In the entries that follow, which lines hold the string "ChartSection"? List them.

(Dataset records)
####

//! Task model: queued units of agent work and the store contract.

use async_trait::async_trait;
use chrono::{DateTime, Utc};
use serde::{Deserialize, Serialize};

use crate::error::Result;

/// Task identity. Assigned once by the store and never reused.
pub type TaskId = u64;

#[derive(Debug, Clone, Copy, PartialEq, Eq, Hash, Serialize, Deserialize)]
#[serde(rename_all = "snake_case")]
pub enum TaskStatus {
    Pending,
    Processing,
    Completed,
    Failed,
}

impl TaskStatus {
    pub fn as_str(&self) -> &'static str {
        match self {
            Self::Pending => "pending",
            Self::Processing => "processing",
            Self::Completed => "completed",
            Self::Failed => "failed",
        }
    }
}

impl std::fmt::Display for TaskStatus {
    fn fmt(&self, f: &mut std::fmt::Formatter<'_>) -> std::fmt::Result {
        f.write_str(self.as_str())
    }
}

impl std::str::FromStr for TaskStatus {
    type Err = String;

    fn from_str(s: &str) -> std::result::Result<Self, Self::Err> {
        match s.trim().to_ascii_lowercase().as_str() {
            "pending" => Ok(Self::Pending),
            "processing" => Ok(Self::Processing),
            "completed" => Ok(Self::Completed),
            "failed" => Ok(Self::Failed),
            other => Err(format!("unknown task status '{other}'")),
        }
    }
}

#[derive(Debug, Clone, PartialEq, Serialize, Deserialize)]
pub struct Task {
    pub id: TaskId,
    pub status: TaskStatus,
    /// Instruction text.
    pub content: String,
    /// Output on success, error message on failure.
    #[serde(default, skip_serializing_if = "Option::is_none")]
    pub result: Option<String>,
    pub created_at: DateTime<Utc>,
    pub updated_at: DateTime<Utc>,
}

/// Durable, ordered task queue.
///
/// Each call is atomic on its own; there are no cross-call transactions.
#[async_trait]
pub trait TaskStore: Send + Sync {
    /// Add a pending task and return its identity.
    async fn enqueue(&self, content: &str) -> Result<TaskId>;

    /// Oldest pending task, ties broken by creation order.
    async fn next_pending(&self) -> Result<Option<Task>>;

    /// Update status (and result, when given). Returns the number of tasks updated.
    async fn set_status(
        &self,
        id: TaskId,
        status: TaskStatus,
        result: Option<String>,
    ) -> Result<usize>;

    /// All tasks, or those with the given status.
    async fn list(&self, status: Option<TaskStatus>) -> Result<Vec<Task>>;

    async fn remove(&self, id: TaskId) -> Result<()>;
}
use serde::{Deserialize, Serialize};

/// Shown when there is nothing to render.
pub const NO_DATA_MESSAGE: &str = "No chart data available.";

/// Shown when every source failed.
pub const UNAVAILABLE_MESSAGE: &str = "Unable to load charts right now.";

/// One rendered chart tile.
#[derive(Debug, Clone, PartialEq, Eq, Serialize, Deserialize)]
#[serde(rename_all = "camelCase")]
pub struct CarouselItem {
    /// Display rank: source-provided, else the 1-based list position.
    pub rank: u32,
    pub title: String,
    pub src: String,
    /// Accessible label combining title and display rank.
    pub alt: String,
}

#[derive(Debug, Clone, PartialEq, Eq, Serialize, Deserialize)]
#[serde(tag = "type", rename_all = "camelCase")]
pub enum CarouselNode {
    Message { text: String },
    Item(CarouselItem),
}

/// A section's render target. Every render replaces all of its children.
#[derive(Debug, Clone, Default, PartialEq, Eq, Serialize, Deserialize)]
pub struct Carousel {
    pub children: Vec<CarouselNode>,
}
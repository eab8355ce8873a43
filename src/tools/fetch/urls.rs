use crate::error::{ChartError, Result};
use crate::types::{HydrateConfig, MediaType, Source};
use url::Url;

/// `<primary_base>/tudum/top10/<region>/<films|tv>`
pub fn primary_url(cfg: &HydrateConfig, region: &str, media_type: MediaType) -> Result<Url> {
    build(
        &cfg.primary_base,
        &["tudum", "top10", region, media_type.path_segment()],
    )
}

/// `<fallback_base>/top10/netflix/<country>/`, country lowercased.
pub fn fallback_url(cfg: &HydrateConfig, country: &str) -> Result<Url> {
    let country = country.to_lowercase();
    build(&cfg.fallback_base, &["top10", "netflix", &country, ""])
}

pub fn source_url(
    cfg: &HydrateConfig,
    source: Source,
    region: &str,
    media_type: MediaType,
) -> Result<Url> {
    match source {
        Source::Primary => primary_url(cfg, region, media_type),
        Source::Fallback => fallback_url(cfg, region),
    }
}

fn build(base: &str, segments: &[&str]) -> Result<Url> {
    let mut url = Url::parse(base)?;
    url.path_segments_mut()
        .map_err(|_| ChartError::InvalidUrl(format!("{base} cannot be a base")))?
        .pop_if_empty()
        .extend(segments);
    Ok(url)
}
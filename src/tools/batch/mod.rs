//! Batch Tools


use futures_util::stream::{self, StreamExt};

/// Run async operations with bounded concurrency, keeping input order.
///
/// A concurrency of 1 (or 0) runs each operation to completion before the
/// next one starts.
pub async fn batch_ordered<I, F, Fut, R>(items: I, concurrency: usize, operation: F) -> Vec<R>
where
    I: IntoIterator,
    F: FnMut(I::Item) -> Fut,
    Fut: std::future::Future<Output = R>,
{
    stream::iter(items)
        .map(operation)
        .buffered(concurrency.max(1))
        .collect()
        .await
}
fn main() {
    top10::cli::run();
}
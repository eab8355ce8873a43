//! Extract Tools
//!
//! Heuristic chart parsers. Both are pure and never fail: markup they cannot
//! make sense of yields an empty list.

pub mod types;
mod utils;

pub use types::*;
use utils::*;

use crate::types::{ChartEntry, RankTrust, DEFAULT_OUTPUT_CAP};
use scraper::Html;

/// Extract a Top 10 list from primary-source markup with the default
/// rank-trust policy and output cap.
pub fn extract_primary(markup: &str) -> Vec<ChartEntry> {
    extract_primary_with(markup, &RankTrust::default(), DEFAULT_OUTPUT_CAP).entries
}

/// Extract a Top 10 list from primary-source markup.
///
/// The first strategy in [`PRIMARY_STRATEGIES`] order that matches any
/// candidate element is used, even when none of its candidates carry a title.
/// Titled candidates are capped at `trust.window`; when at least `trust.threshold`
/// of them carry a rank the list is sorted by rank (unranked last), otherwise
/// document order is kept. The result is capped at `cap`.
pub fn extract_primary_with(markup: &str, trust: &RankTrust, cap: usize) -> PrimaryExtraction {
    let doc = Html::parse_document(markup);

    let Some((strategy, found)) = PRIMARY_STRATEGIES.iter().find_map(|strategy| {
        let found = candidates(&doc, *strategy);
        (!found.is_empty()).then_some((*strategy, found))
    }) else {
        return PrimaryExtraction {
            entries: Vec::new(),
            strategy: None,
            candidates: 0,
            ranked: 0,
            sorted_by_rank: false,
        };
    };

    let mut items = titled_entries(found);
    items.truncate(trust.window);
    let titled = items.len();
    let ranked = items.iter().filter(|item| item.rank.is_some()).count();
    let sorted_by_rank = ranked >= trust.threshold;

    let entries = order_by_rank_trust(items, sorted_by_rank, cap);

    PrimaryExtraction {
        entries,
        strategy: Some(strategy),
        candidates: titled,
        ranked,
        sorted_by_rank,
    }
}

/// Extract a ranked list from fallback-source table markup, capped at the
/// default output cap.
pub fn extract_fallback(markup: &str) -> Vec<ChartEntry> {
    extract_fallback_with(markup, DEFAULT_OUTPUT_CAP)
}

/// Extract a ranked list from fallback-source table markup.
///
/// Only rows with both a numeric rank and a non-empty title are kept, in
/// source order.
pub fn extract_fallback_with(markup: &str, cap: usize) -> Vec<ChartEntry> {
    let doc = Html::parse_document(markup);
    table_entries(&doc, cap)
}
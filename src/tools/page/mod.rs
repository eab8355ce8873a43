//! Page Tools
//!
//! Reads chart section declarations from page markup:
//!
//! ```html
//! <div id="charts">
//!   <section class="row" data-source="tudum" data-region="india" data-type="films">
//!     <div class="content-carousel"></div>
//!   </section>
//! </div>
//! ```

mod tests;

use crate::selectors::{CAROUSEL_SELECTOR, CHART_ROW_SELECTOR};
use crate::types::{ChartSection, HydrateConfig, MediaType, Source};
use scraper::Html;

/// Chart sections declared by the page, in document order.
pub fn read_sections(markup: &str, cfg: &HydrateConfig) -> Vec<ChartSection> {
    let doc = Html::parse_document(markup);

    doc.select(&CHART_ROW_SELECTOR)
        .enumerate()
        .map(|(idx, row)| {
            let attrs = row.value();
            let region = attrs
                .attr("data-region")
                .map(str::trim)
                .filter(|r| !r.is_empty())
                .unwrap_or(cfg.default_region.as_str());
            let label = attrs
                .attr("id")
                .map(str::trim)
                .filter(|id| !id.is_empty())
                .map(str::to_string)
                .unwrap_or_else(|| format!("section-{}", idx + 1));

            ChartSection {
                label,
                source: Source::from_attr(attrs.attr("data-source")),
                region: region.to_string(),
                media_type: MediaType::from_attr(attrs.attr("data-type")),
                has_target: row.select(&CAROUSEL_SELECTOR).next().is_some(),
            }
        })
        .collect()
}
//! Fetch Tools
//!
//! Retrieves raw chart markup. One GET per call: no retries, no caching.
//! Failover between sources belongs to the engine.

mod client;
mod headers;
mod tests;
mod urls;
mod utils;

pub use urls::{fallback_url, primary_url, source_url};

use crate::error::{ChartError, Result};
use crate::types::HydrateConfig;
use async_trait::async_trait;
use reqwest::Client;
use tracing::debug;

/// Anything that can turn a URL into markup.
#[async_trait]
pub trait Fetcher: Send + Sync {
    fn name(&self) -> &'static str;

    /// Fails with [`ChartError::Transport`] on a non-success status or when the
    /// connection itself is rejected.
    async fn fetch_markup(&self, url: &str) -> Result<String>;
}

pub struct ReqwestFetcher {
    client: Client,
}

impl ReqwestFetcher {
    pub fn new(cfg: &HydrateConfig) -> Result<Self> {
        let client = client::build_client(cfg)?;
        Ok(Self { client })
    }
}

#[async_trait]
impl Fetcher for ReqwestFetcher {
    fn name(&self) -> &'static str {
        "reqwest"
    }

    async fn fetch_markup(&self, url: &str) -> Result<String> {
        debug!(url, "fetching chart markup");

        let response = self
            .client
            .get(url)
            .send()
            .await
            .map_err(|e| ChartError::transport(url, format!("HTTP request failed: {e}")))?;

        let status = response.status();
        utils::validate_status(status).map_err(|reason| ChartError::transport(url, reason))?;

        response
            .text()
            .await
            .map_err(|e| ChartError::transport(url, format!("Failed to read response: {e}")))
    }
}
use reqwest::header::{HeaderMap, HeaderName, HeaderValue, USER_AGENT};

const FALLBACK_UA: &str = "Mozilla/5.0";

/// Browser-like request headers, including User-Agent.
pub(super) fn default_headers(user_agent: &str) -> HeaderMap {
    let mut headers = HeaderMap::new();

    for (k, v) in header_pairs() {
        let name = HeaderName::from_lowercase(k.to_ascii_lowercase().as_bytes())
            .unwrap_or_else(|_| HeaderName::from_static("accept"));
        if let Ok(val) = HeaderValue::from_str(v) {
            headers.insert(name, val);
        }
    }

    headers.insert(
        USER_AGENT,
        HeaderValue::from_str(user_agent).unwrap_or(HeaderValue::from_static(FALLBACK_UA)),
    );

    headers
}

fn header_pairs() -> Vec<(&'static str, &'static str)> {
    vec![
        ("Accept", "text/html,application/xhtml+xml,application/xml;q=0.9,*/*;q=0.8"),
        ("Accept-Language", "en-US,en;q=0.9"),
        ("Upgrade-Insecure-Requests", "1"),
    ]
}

####

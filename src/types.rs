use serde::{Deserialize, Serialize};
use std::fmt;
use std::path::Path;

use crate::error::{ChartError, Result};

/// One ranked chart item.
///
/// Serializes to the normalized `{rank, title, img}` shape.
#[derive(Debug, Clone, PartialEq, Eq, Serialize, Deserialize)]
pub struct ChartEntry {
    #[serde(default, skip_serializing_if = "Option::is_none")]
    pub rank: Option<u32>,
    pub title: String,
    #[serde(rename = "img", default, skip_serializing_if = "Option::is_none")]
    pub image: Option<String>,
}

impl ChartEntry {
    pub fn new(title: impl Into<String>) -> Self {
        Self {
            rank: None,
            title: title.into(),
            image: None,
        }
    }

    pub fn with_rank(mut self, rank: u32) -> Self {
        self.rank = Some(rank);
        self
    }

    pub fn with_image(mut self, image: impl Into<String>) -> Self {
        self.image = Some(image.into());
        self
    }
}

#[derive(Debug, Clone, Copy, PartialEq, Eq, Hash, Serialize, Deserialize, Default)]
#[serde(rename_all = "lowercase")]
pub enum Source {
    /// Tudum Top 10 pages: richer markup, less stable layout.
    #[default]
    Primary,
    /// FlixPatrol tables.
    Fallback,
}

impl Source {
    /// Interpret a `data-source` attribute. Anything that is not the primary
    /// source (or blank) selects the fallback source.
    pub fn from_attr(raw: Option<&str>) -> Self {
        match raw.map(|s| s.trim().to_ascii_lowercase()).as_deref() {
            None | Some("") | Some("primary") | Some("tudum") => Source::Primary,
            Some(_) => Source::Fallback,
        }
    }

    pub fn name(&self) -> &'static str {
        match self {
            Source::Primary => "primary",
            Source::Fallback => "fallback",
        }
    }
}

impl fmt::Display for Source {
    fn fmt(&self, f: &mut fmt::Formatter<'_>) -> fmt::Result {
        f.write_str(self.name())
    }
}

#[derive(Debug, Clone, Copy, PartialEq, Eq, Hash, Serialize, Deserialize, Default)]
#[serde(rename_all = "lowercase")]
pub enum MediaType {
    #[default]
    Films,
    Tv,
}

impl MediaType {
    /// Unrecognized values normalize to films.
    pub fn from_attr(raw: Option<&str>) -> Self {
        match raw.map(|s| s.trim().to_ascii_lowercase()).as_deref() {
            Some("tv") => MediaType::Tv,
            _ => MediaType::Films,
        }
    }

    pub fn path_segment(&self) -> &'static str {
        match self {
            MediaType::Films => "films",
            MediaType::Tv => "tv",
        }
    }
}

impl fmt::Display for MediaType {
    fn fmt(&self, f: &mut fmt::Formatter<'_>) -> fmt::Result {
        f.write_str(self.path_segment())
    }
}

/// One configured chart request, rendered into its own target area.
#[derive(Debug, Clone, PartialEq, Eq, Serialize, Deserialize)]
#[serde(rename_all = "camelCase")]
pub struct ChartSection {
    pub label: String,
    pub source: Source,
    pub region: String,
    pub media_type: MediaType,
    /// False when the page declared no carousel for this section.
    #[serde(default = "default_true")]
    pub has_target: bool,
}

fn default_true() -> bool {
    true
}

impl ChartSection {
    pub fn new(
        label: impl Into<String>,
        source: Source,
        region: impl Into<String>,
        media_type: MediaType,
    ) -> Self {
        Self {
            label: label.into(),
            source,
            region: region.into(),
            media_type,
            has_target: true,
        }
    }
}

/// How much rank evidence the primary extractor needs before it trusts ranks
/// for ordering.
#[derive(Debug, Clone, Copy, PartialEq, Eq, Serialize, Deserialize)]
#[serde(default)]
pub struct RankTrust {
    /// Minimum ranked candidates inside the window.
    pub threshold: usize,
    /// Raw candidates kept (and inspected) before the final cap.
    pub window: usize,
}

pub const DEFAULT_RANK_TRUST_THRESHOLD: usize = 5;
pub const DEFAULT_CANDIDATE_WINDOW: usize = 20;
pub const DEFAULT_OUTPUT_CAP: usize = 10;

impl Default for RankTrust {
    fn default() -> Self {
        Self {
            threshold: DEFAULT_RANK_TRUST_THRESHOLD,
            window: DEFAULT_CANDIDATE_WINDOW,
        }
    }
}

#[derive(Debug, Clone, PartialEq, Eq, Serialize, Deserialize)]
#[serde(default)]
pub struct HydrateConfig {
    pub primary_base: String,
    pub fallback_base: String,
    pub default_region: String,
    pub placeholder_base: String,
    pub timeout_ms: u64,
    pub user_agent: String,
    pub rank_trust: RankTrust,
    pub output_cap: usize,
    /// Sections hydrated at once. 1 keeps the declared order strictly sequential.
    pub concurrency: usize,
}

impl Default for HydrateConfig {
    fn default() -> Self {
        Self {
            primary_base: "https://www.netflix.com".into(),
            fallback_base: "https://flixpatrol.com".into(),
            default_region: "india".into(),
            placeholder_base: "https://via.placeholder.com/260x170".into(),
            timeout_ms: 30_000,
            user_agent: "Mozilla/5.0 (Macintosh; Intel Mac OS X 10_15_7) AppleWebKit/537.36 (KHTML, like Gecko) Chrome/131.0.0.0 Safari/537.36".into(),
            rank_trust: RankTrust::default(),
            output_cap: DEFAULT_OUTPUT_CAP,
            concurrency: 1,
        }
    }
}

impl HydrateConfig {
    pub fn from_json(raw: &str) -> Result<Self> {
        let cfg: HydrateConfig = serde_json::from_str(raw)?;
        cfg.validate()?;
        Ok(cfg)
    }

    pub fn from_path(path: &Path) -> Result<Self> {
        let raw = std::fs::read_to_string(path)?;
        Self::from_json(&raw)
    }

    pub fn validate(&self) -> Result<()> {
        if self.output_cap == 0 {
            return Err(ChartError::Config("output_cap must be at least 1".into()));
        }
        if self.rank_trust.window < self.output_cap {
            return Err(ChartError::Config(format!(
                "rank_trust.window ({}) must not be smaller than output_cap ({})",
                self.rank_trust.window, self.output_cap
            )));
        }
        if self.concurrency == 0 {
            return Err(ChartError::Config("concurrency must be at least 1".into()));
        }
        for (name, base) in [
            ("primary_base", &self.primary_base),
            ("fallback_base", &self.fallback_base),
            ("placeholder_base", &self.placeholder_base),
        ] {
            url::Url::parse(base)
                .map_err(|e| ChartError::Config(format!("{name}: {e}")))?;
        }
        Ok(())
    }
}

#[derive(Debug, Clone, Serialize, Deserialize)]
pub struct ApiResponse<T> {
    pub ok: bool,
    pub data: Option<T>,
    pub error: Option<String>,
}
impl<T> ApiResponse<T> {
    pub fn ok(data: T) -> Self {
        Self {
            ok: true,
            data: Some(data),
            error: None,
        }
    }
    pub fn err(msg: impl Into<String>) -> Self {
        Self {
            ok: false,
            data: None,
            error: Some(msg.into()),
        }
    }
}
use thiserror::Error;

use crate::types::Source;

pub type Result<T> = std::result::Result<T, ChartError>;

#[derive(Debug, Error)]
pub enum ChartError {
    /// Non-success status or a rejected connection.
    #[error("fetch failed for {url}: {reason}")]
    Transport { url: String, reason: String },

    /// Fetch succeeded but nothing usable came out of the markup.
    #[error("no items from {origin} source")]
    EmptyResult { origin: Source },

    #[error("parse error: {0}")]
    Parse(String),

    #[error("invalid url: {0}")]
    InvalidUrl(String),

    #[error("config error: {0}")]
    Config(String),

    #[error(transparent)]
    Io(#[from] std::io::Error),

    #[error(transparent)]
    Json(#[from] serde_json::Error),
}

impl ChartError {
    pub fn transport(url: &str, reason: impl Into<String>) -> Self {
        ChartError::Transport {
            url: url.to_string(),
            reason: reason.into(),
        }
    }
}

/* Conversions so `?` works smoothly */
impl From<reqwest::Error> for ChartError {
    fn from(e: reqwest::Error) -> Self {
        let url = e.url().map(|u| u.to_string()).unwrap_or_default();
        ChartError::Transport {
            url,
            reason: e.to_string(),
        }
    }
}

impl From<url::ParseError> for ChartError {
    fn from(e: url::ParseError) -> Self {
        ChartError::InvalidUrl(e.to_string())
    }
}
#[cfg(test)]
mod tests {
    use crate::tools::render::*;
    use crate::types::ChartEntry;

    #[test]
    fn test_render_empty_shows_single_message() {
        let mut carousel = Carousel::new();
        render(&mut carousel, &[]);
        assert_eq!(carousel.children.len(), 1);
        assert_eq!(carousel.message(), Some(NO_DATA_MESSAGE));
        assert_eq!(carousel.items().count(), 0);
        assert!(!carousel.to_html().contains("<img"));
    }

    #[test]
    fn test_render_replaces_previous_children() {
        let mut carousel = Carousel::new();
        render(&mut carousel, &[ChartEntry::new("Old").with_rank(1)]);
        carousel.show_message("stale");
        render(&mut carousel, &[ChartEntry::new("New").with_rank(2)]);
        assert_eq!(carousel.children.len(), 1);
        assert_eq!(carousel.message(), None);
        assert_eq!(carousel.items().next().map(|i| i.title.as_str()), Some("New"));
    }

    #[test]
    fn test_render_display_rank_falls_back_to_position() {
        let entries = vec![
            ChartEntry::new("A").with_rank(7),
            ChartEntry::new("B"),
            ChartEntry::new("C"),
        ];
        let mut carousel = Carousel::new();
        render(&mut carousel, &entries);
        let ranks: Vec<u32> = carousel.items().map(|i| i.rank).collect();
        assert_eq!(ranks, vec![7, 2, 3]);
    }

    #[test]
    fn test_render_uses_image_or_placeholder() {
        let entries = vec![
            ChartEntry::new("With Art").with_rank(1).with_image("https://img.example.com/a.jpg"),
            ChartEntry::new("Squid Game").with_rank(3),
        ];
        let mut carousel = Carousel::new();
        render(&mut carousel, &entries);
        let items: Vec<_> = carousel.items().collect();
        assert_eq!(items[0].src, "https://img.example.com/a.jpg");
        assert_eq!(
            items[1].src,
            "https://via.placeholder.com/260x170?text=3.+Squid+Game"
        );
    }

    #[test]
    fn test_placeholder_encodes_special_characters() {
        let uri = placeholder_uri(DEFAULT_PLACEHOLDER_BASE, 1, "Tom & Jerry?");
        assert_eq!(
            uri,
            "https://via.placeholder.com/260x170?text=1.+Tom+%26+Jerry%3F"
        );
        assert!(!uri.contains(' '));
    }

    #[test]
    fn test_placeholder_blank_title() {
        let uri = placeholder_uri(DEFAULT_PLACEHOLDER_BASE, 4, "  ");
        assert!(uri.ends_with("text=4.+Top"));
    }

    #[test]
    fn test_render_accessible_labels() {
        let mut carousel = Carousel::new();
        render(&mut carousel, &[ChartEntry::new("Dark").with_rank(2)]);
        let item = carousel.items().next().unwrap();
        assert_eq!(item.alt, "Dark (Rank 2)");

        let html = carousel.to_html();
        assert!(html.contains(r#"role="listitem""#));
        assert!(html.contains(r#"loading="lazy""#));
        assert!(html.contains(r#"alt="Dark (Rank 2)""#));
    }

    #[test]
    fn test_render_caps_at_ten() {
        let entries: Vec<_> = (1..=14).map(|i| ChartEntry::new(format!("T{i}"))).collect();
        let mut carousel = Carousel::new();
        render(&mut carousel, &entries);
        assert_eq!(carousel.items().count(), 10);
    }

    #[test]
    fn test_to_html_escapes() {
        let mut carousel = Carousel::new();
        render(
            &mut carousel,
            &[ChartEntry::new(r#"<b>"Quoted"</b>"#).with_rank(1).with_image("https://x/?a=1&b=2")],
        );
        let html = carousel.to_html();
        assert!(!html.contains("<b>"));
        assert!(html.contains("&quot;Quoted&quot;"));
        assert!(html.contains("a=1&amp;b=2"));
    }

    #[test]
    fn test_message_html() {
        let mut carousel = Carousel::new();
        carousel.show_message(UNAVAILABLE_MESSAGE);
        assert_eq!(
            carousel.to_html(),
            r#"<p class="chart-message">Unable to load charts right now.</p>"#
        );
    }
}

####

- [The completed task]
use crate::types::{ChartSection, HydrateConfig, MediaType, Source};
pub fn read_sections(markup: &str, cfg: &HydrateConfig) -> Vec<ChartSection> {
            ChartSection {
pub struct ChartSection {
impl ChartSection {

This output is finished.